→ **Data shown**:

┏━━

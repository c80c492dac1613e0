//! Notifier adapters.

mod recording;
mod traced;

pub use recording::RecordingNotifier;
pub use traced::TracingNotifier;
//! In-memory task store for tests and local embedding.

use async_trait::async_trait;
use mockable::{Clock, DefaultClock};
use std::cmp::Reverse;
use std::collections::HashMap;
use std::sync::{Arc, RwLock};

use crate::task::{
    domain::{NewTask, OwnerId, Task, TaskId, TaskStatus},
    ports::{TaskStore, TaskStoreError, TaskStoreResult},
};

/// Thread-safe in-memory task store.
///
/// Creation timestamps come from the injected clock. Rows sharing a
/// timestamp are ordered by insertion, newest first.
#[derive(Clone)]
pub struct InMemoryTaskStore {
    state: Arc<RwLock<InMemoryTaskState>>,
    clock: Arc<dyn Clock + Send + Sync>,
}

#[derive(Debug, Default)]
struct InMemoryTaskState {
    rows: HashMap<TaskId, StoredRow>,
    next_seq: u64,
}

#[derive(Debug, Clone)]
struct StoredRow {
    seq: u64,
    task: Task,
}

impl InMemoryTaskStore {
    /// Creates an empty store backed by the system clock.
    #[must_use]
    pub fn new() -> Self {
        Self::with_clock(Arc::new(DefaultClock))
    }

    /// Creates an empty store backed by the given clock.
    #[must_use]
    pub fn with_clock(clock: Arc<dyn Clock + Send + Sync>) -> Self {
        Self {
            state: Arc::default(),
            clock,
        }
    }

    /// Returns a copy of a stored task regardless of owner.
    ///
    /// Intended for assertions against the authoritative state.
    ///
    /// # Errors
    ///
    /// Returns [`TaskStoreError::Unavailable`] when the state lock is
    /// poisoned.
    pub fn get(&self, id: TaskId) -> TaskStoreResult<Option<Task>> {
        let state = self.state.read().map_err(poisoned)?;
        Ok(state.rows.get(&id).map(|row| row.task.clone()))
    }

    /// Returns the number of stored tasks across all owners.
    ///
    /// # Errors
    ///
    /// Returns [`TaskStoreError::Unavailable`] when the state lock is
    /// poisoned.
    pub fn len(&self) -> TaskStoreResult<usize> {
        let state = self.state.read().map_err(poisoned)?;
        Ok(state.rows.len())
    }

    /// Returns `true` when no tasks are stored.
    ///
    /// # Errors
    ///
    /// Returns [`TaskStoreError::Unavailable`] when the state lock is
    /// poisoned.
    pub fn is_empty(&self) -> TaskStoreResult<bool> {
        Ok(self.len()? == 0)
    }
}

impl Default for InMemoryTaskStore {
    fn default() -> Self {
        Self::new()
    }
}

impl std::fmt::Debug for InMemoryTaskStore {
    fn fmt(&self, f: &mut std::fmt::Formatter<'_>) -> std::fmt::Result {
        f.debug_struct("InMemoryTaskStore")
            .field("state", &self.state)
            .finish_non_exhaustive()
    }
}

fn poisoned<E: std::fmt::Display>(err: E) -> TaskStoreError {
    TaskStoreError::unavailable(std::io::Error::other(err.to_string()))
}

#[async_trait]
impl TaskStore for InMemoryTaskStore {
    async fn list(&self, owner: OwnerId) -> TaskStoreResult<Vec<Task>> {
        let state = self.state.read().map_err(poisoned)?;
        let mut rows: Vec<&StoredRow> = state
            .rows
            .values()
            .filter(|row| row.task.owner() == owner)
            .collect();
        rows.sort_by_key(|row| Reverse((row.task.created_at(), row.seq)));
        Ok(rows.into_iter().map(|row| row.task.clone()).collect())
    }

    async fn insert(&self, task: NewTask) -> TaskStoreResult<Task> {
        let mut state = self.state.write().map_err(poisoned)?;
        let id = TaskId::new();
        let stored = Task::from_new(task, id, self.clock.utc());
        let seq = state.next_seq;
        state.next_seq = seq.saturating_add(1);
        state.rows.insert(
            id,
            StoredRow {
                seq,
                task: stored.clone(),
            },
        );
        Ok(stored)
    }

    async fn update_status(&self, id: TaskId, status: TaskStatus) -> TaskStoreResult<()> {
        let mut state = self.state.write().map_err(poisoned)?;
        let row = state
            .rows
            .get_mut(&id)
            .ok_or(TaskStoreError::NotFound(id))?;
        row.task.set_status(status);
        Ok(())
    }
}
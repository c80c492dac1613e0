//! Sign-in and sign-up credentials.

use super::CredentialError;

/// Rules applied to credentials before they reach the provider.
#[derive(Debug, Clone, Copy, PartialEq, Eq)]
pub struct CredentialPolicy {
    /// Minimum password length in characters.
    pub min_password_length: usize,
}

impl CredentialPolicy {
    /// Default minimum password length.
    pub const DEFAULT_MIN_PASSWORD_LENGTH: usize = 6;

    /// Sets the minimum password length.
    #[must_use]
    pub const fn with_min_password_length(mut self, min: usize) -> Self {
        self.min_password_length = min;
        self
    }
}

impl Default for CredentialPolicy {
    fn default() -> Self {
        Self {
            min_password_length: Self::DEFAULT_MIN_PASSWORD_LENGTH,
        }
    }
}

/// Validated email and password pair.
#[derive(Clone, PartialEq, Eq)]
pub struct Credentials {
    email: String,
    password: String,
}

impl Credentials {
    /// Validates raw input against `policy`.
    ///
    /// The email is trimmed; the password is kept as typed.
    ///
    /// # Errors
    ///
    /// Returns [`CredentialError::Missing`] when either field is blank or
    /// [`CredentialError::PasswordTooShort`] when the password is shorter
    /// than the policy allows.
    pub fn new(
        email: &str,
        password: &str,
        policy: CredentialPolicy,
    ) -> Result<Self, CredentialError> {
        let trimmed_email = email.trim();
        if trimmed_email.is_empty() || password.trim().is_empty() {
            return Err(CredentialError::Missing);
        }
        if password.chars().count() < policy.min_password_length {
            return Err(CredentialError::PasswordTooShort {
                min: policy.min_password_length,
            });
        }
        Ok(Self {
            email: trimmed_email.to_owned(),
            password: password.to_owned(),
        })
    }

    /// Returns the trimmed email.
    #[must_use]
    pub fn email(&self) -> &str {
        &self.email
    }

    /// Returns the password.
    #[must_use]
    pub fn password(&self) -> &str {
        &self.password
    }
}

impl std::fmt::Debug for Credentials {
    fn fmt(&self, f: &mut std::fmt::Formatter<'_>) -> std::fmt::Result {
        f.debug_struct("Credentials")
            .field("email", &self.email)
            .field("password", &"<redacted>")
            .finish()
    }
}
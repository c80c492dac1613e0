//! Authenticated user identity.

use crate::task::domain::OwnerId;
use serde::{Deserialize, Serialize};
use std::fmt;
use uuid::Uuid;

/// Unique identifier for a registered user.
#[derive(Debug, Clone, Copy, PartialEq, Eq, Hash, Serialize, Deserialize)]
#[serde(transparent)]
pub struct UserId(Uuid);

impl UserId {
    /// Creates a new random user identifier.
    #[must_use]
    pub fn new() -> Self {
        Self(Uuid::new_v4())
    }

    /// Creates a user identifier from an existing UUID.
    #[must_use]
    pub const fn from_uuid(uuid: Uuid) -> Self {
        Self(uuid)
    }

    /// Returns the wrapped UUID.
    #[must_use]
    pub const fn into_inner(self) -> Uuid {
        self.0
    }
}

impl Default for UserId {
    fn default() -> Self {
        Self::new()
    }
}

impl fmt::Display for UserId {
    fn fmt(&self, f: &mut fmt::Formatter<'_>) -> fmt::Result {
        write!(f, "{}", self.0)
    }
}

impl From<UserId> for OwnerId {
    fn from(value: UserId) -> Self {
        Self::from_uuid(value.0)
    }
}

/// Signed-in user as reported by the identity provider.
#[derive(Debug, Clone, PartialEq, Eq, Serialize, Deserialize)]
pub struct User {
    id: UserId,
    email: String,
}

impl User {
    /// Creates a user value.
    #[must_use]
    pub fn new(id: UserId, email: impl Into<String>) -> Self {
        Self {
            id,
            email: email.into(),
        }
    }

    /// Returns the user identifier.
    #[must_use]
    pub const fn id(&self) -> UserId {
        self.id
    }

    /// Returns the identifier tasks created by this user are scoped to.
    #[must_use]
    pub fn owner_id(&self) -> OwnerId {
        self.id.into()
    }

    /// Returns the email address.
    #[must_use]
    pub fn email(&self) -> &str {
        &self.email
    }
}
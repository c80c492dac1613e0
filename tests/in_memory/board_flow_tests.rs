//! In-memory integration tests for the task board.

use super::helpers::{App, app};
use rstest::rstest;
use taskboard::{
    board::{
        domain::{CREATE_FAILED, LOAD_FAILED, UPDATE_FAILED},
        services::{CreateOutcome, IgnoredReason, RefreshOutcome, UpdateOutcome},
    },
    task::domain::{Task, TaskStatus},
};

fn statuses(app: &App) -> Vec<TaskStatus> {
    app.board.tasks().iter().map(Task::status).collect()
}

#[rstest]
#[tokio::test]
async fn create_in_empty_store_shows_one_todo(app: App) -> eyre::Result<()> {
    let app = app.signed_up("milk@example.com").await?;
    eyre::ensure!(app.board.snapshot().is_empty());

    let outcome = app.board.create("Buy milk").await;

    eyre::ensure!(outcome.is_created(), "create failed: {outcome:?}");
    let tasks = app.board.tasks();
    eyre::ensure!(tasks.len() == 1);
    let task = tasks.first().ok_or_else(|| eyre::eyre!("missing task"))?;
    eyre::ensure!(task.title().as_str() == "Buy milk");
    eyre::ensure!(task.status() == TaskStatus::Todo);
    Ok(())
}

#[rstest]
#[tokio::test]
async fn status_cycles_back_to_todo(app: App) -> eyre::Result<()> {
    let app = app.signed_up("cycle@example.com").await?;
    let CreateOutcome::Created { task, .. } = app.board.create("Cycle me").await else {
        eyre::bail!("task was not created");
    };

    let mut seen = Vec::new();
    for _ in 0..3 {
        let outcome = app.board.advance_status(task.id()).await;
        eyre::ensure!(outcome.is_confirmed(), "update failed: {outcome:?}");
        seen.extend(statuses(&app));
    }

    eyre::ensure!(seen == [TaskStatus::InProgress, TaskStatus::Done, TaskStatus::Todo]);
    eyre::ensure!(app.store.stored_status(task.id())? == Some(TaskStatus::Todo));
    Ok(())
}

#[rstest]
#[tokio::test]
async fn empty_input_creates_nothing(app: App) -> eyre::Result<()> {
    let app = app.signed_up("empty@example.com").await?;
    app.board.set_draft("   ");

    let outcome = app.board.submit_draft().await;

    eyre::ensure!(matches!(
        outcome,
        CreateOutcome::Ignored(IgnoredReason::EmptyTitle)
    ));
    eyre::ensure!(app.store.insert_calls() == 0);
    eyre::ensure!(app.board.tasks().is_empty());
    eyre::ensure!(app.notifier.notifications().is_empty());
    Ok(())
}

#[rstest]
#[tokio::test]
async fn insert_then_failed_refresh_keeps_previous_list(app: App) -> eyre::Result<()> {
    let app = app.signed_up("phantom@example.com").await?;
    app.board.create("Existing").await;
    let before = app.board.tasks();
    app.store.fail_list(true);

    let outcome = app.board.create("Unsynced").await;

    let CreateOutcome::Created { refresh, .. } = outcome else {
        eyre::bail!("insert should have succeeded");
    };
    eyre::ensure!(matches!(refresh, RefreshOutcome::Failed(_)));
    eyre::ensure!(app.board.tasks() == before);
    eyre::ensure!(app.store.inner().len()? == 2);
    eyre::ensure!(app.notifier.messages() == [LOAD_FAILED]);

    app.store.fail_list(false);
    app.board.refresh().await;
    eyre::ensure!(app.board.tasks().len() == 2);
    Ok(())
}

#[rstest]
#[tokio::test]
async fn failed_insert_notifies_once(app: App) -> eyre::Result<()> {
    let app = app.signed_up("insert@example.com").await?;
    app.store.fail_insert(true);

    let outcome = app.board.create("Nope").await;

    eyre::ensure!(matches!(outcome, CreateOutcome::Failed(_)));
    eyre::ensure!(app.notifier.messages() == [CREATE_FAILED]);
    eyre::ensure!(!app.board.is_creating());
    Ok(())
}

#[rstest]
#[tokio::test]
async fn failed_update_ends_with_store_status(app: App) -> eyre::Result<()> {
    let app = app.signed_up("update@example.com").await?;
    let CreateOutcome::Created { task, .. } = app.board.create("Stuck").await else {
        eyre::bail!("task was not created");
    };
    app.store.fail_update(true);

    let outcome = app.board.update_status(task.id(), TaskStatus::Done).await;

    eyre::ensure!(matches!(outcome, UpdateOutcome::RolledBack { .. }));
    eyre::ensure!(statuses(&app) == [TaskStatus::Todo]);
    eyre::ensure!(app.store.stored_status(task.id())? == Some(TaskStatus::Todo));
    eyre::ensure!(app.notifier.messages() == [UPDATE_FAILED]);
    Ok(())
}

#[rstest]
#[tokio::test]
async fn tasks_are_private_to_their_owner(app: App) -> eyre::Result<()> {
    let app = app.signed_up("first@example.com").await?;
    app.board.create("First user's task").await;
    app.auth.sign_out().await?;

    app.auth.sign_up("second@example.com", "password123").await?;
    app.board.refresh().await;

    eyre::ensure!(app.board.tasks().is_empty());
    eyre::ensure!(app.store.inner().len()? == 1);
    Ok(())
}

#[rstest]
#[tokio::test]
async fn refresh_picks_up_rows_written_elsewhere(app: App) -> eyre::Result<()> {
    let app = app.signed_up("shared@example.com").await?;
    let owner = app
        .auth
        .session()
        .owner()
        .ok_or_else(|| eyre::eyre!("user should be signed in"))?;
    let written = app.store.seed(owner, "From another device").await?;
    eyre::ensure!(app.board.tasks().is_empty());

    let outcome = app.board.refresh().await;

    eyre::ensure!(matches!(outcome, RefreshOutcome::Synced { count: 1 }));
    eyre::ensure!(app.board.snapshot().task(written.id()).is_some());
    Ok(())
}
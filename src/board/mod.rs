//! The task board: the signed-in user's task list kept in step with the
//! remote store.
//!
//! [`services::TaskBoard`] performs full-refresh reads, issues create and
//! status update mutations, and applies status changes optimistically with
//! rollback by refetch. Failures surface as [`domain::Notification`]s
//! delivered to a [`ports::Notifier`].
//!
//! Operations are not serialised against each other. A refresh triggered by
//! one failure can overwrite the optimistic status of another update that is
//! still in flight; such tasks are tagged [`domain::SyncState::Overwritten`]
//! until their own update resolves.

pub mod adapters;
pub mod domain;
pub mod ports;
pub mod services;
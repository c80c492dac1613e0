//! Task list synchronisation between the board and the remote store.

use super::outcome::{CreateOutcome, IgnoredReason, RefreshOutcome, UpdateOutcome};
use crate::board::{
    domain::{
        BoardConfig, BoardPhase, BoardSnapshot, CREATE_FAILED, LOAD_FAILED, Notification,
        SyncState, UPDATE_FAILED,
    },
    ports::Notifier,
};
use crate::identity::services::SessionHandle;
use crate::task::{
    domain::{NewTask, OwnerId, Task, TaskId, TaskStatus, TaskTitle},
    ports::TaskStore,
};
use std::collections::HashMap;
use std::sync::{Arc, Mutex, MutexGuard, PoisonError};
use tracing::{debug, info, warn};

#[derive(Debug, Default)]
struct BoardState {
    phase: BoardPhase,
    tasks: Vec<Task>,
    creating: bool,
    draft: String,
    in_flight: HashMap<TaskId, InFlightUpdate>,
    next_generation: u64,
    loaded_for: Option<OwnerId>,
}

#[derive(Debug, Clone, Copy)]
struct InFlightUpdate {
    generation: u64,
    sync: SyncState,
}

impl BoardState {
    fn task_mut(&mut self, id: TaskId) -> Option<&mut Task> {
        self.tasks.iter_mut().find(|task| task.id() == id)
    }

    /// Drops everything held for the previous user.
    fn reset(&mut self) {
        self.tasks.clear();
        self.in_flight.clear();
        self.draft.clear();
        self.loaded_for = None;
    }

    fn replace_tasks(&mut self, tasks: Vec<Task>) {
        for (id, update) in &mut self.in_flight {
            let Some(task) = tasks.iter().find(|task| task.id() == *id) else {
                continue;
            };
            let speculative = update.sync.speculative();
            if task.status() != speculative {
                warn!(
                    task_id = %id,
                    speculative = speculative.as_str(),
                    refreshed = task.status().as_str(),
                    "refresh overwrote an unconfirmed status"
                );
                update.sync = SyncState::Overwritten {
                    speculative,
                    refreshed: task.status(),
                };
            }
        }
        self.tasks = tasks;
    }

    /// Drops the tag for `id` unless a newer update has replaced it.
    fn settle(&mut self, id: TaskId, generation: u64) {
        if self
            .in_flight
            .get(&id)
            .is_some_and(|update| update.generation == generation)
        {
            self.in_flight.remove(&id);
        }
    }
}

/// Task list synchroniser.
///
/// Owns the in-memory task list for one session. Reads are full refreshes;
/// status changes are applied optimistically and resynchronised by a full
/// refresh when the store rejects them. No operation returns an error:
/// failures are reported through the [`Notifier`] and summarised in the
/// returned outcome.
///
/// State lives behind a mutex that is never held across a store call, so
/// operations may interleave on one executor. Clones share the same board.
pub struct TaskBoard<S, N>
where
    S: TaskStore,
    N: Notifier,
{
    store: Arc<S>,
    notifier: Arc<N>,
    session: SessionHandle,
    config: BoardConfig,
    state: Arc<Mutex<BoardState>>,
}

impl<S, N> Clone for TaskBoard<S, N>
where
    S: TaskStore,
    N: Notifier,
{
    fn clone(&self) -> Self {
        Self {
            store: Arc::clone(&self.store),
            notifier: Arc::clone(&self.notifier),
            session: self.session.clone(),
            config: self.config,
            state: Arc::clone(&self.state),
        }
    }
}

impl<S, N> TaskBoard<S, N>
where
    S: TaskStore,
    N: Notifier,
{
    /// Creates a board in the loading phase with the default configuration.
    #[must_use]
    pub fn new(store: Arc<S>, notifier: Arc<N>, session: SessionHandle) -> Self {
        Self::with_config(store, notifier, session, BoardConfig::default())
    }

    /// Creates a board in the loading phase.
    #[must_use]
    pub fn with_config(
        store: Arc<S>,
        notifier: Arc<N>,
        session: SessionHandle,
        config: BoardConfig,
    ) -> Self {
        Self {
            store,
            notifier,
            session,
            config,
            state: Arc::default(),
        }
    }

    /// Returns the session handle the board reads its owner from.
    #[must_use]
    pub const fn session(&self) -> &SessionHandle {
        &self.session
    }

    fn lock(&self) -> MutexGuard<'_, BoardState> {
        self.state.lock().unwrap_or_else(PoisonError::into_inner)
    }

    /// Returns a copy of the current board state.
    #[must_use]
    pub fn snapshot(&self) -> BoardSnapshot {
        let state = self.lock();
        BoardSnapshot {
            tasks: state.tasks.clone(),
            phase: state.phase,
            creating: state.creating,
            draft: state.draft.clone(),
            pending_updates: state.in_flight.len(),
        }
    }

    /// Returns the tasks, newest first.
    #[must_use]
    pub fn tasks(&self) -> Vec<Task> {
        self.lock().tasks.clone()
    }

    /// Returns the session phase.
    #[must_use]
    pub fn phase(&self) -> BoardPhase {
        self.lock().phase
    }

    /// Returns `true` until the first refresh resolves.
    #[must_use]
    pub fn is_loading(&self) -> bool {
        self.phase() == BoardPhase::Loading
    }

    /// Returns `true` while a create call is in flight.
    #[must_use]
    pub fn is_creating(&self) -> bool {
        self.lock().creating
    }

    /// Returns the optimistic update tag for a task, if one is pending.
    #[must_use]
    pub fn sync_state(&self, id: TaskId) -> Option<SyncState> {
        self.lock().in_flight.get(&id).map(|update| update.sync)
    }

    /// Returns the draft title input.
    #[must_use]
    pub fn draft(&self) -> String {
        self.lock().draft.clone()
    }

    /// Replaces the draft title input.
    pub fn set_draft(&self, text: impl Into<String>) {
        self.lock().draft = text.into();
    }

    /// Replaces the task list with the store's rows for the current owner.
    ///
    /// The list is tied to the user it was loaded for. Without a signed-in
    /// user, or when a different user is now signed in, the tasks, pending
    /// updates and draft are cleared first. On store failure the list is
    /// left as it is after that and a notification is emitted. Rows that
    /// arrive after the user has changed again are discarded.
    pub async fn refresh(&self) -> RefreshOutcome {
        let Some(owner) = self.session.owner() else {
            warn!("refresh requested without a signed-in user");
            let mut state = self.lock();
            state.reset();
            state.phase = BoardPhase::Ready;
            drop(state);
            self.notifier.notify(Notification::store_failure(LOAD_FAILED));
            return RefreshOutcome::SignedOut;
        };
        self.forget_other_owner(owner);

        debug!(%owner, "refreshing tasks");
        let result = self.store.list(owner).await;
        match result {
            Ok(tasks) => {
                if self.session.owner() != Some(owner) {
                    debug!(%owner, "discarding tasks loaded for a previous user");
                    return RefreshOutcome::Superseded;
                }
                let count = tasks.len();
                let mut state = self.lock();
                state.replace_tasks(tasks);
                state.loaded_for = Some(owner);
                state.phase = BoardPhase::Ready;
                drop(state);
                debug!(%owner, count, "tasks refreshed");
                RefreshOutcome::Synced { count }
            }
            Err(err) => {
                warn!(%owner, error = %err, "task refresh failed");
                self.lock().phase = BoardPhase::Ready;
                self.notifier.notify(Notification::store_failure(LOAD_FAILED));
                RefreshOutcome::Failed(err)
            }
        }
    }

    fn forget_other_owner(&self, owner: OwnerId) {
        let mut state = self.lock();
        if state.loaded_for.is_some_and(|loaded| loaded != owner) {
            info!(%owner, "signed-in user changed, clearing the board");
            state.reset();
        }
    }

    /// Creates a task from `title` and refreshes the list.
    ///
    /// Blank titles and signed-out sessions are ignored silently; overlong
    /// titles are rejected with a notification. Neither reaches the store.
    /// A create issued while another is in flight returns
    /// [`CreateOutcome::Busy`]. On success the draft input is cleared and the
    /// list is refreshed rather than appended to.
    pub async fn create(&self, title: &str) -> CreateOutcome {
        let new_task = match self.begin_create(title) {
            Ok(new_task) => new_task,
            Err(outcome) => return outcome,
        };

        let owner = new_task.owner();
        debug!(%owner, "inserting task");
        let result = self.store.insert(new_task).await;
        let task = match result {
            Ok(task) => task,
            Err(err) => {
                warn!(%owner, error = %err, "task insert failed");
                self.notifier.notify(Notification::store_failure(CREATE_FAILED));
                self.lock().creating = false;
                return CreateOutcome::Failed(err);
            }
        };

        info!(task_id = %task.id(), %owner, "task created");
        self.lock().draft.clear();
        let refresh = self.refresh().await;
        self.lock().creating = false;
        CreateOutcome::Created { task, refresh }
    }

    fn begin_create(&self, title: &str) -> Result<NewTask, CreateOutcome> {
        let trimmed = title.trim();
        if trimmed.is_empty() {
            return Err(CreateOutcome::Ignored(IgnoredReason::EmptyTitle));
        }
        let Some(owner) = self.session.owner() else {
            return Err(CreateOutcome::Ignored(IgnoredReason::SignedOut));
        };
        let validated = TaskTitle::with_max_length(trimmed, self.config.max_title_length)
            .map_err(|err| {
                debug!(error = %err, "task title rejected");
                self.notifier.notify(Notification::validation(err.to_string()));
                CreateOutcome::Rejected(err)
            })?;

        let mut state = self.lock();
        if state.phase == BoardPhase::Loading {
            return Err(CreateOutcome::NotReady);
        }
        if state.creating {
            debug!("create already in flight");
            return Err(CreateOutcome::Busy);
        }
        state.creating = true;
        Ok(NewTask::new(validated, owner))
    }

    /// Creates a task from the draft input.
    ///
    /// The draft is cleared only when the store accepts the task.
    pub async fn submit_draft(&self) -> CreateOutcome {
        let draft = self.draft();
        self.create(&draft).await
    }

    /// Sets the status of a task, optimistically.
    ///
    /// The status is applied to the local list before the store call is
    /// issued, during the first poll of the returned future. If the store
    /// fails, a notification is emitted and the list is refreshed, so the
    /// task ends with the store's status.
    ///
    /// Only tasks on the board can be updated. Any other id returns
    /// [`UpdateOutcome::UnknownTask`] and no store update is issued, even
    /// though the row may exist in the store. A task owned by someone other
    /// than the signed-in user returns [`UpdateOutcome::NotOwned`], also
    /// without a store call.
    pub async fn update_status(&self, task_id: TaskId, status: TaskStatus) -> UpdateOutcome {
        let generation = match self.apply_optimistic(task_id, status) {
            Ok(generation) => generation,
            Err(outcome) => return outcome,
        };

        debug!(%task_id, status = status.as_str(), "updating task status");
        let result = self.store.update_status(task_id, status).await;
        match result {
            Ok(()) => {
                self.lock().settle(task_id, generation);
                UpdateOutcome::Confirmed
            }
            Err(err) => {
                warn!(%task_id, error = %err, "task status update failed");
                self.lock().settle(task_id, generation);
                self.notifier.notify(Notification::store_failure(UPDATE_FAILED));
                let refresh = self.refresh().await;
                UpdateOutcome::RolledBack {
                    error: err,
                    refresh,
                }
            }
        }
    }

    /// Advances a task to the next status in the cycle.
    pub async fn advance_status(&self, task_id: TaskId) -> UpdateOutcome {
        let current = self
            .lock()
            .tasks
            .iter()
            .find(|task| task.id() == task_id)
            .map(Task::status);
        match current {
            Some(status) => self.update_status(task_id, status.next()).await,
            None => UpdateOutcome::UnknownTask,
        }
    }

    fn apply_optimistic(&self, task_id: TaskId, status: TaskStatus) -> Result<u64, UpdateOutcome> {
        let owner = self.session.owner();
        let mut state = self.lock();
        if state.phase == BoardPhase::Loading {
            return Err(UpdateOutcome::NotReady);
        }
        let Some(task) = state.task_mut(task_id) else {
            debug!(%task_id, "status update for a task not on the board");
            return Err(UpdateOutcome::UnknownTask);
        };
        if owner != Some(task.owner()) {
            warn!(%task_id, "status update for a task owned by another user");
            return Err(UpdateOutcome::NotOwned);
        }
        task.set_status(status);

        let generation = state.next_generation;
        state.next_generation = generation.wrapping_add(1);
        state.in_flight.insert(
            task_id,
            InFlightUpdate {
                generation,
                sync: SyncState::Unconfirmed {
                    speculative: status,
                },
            },
        );
        Ok(generation)
    }
}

┗━━

→ **Work item**:
Copy every line of the data above in which the string "another" appears.

→ **Output for this task**:
    let written = app.store.seed(owner, "From another device").await?;
//! one failure can overwrite the optimistic status of another update that is
    /// A create issued while another is in flight returns
            warn!(%task_id, "status update for a task owned by another user");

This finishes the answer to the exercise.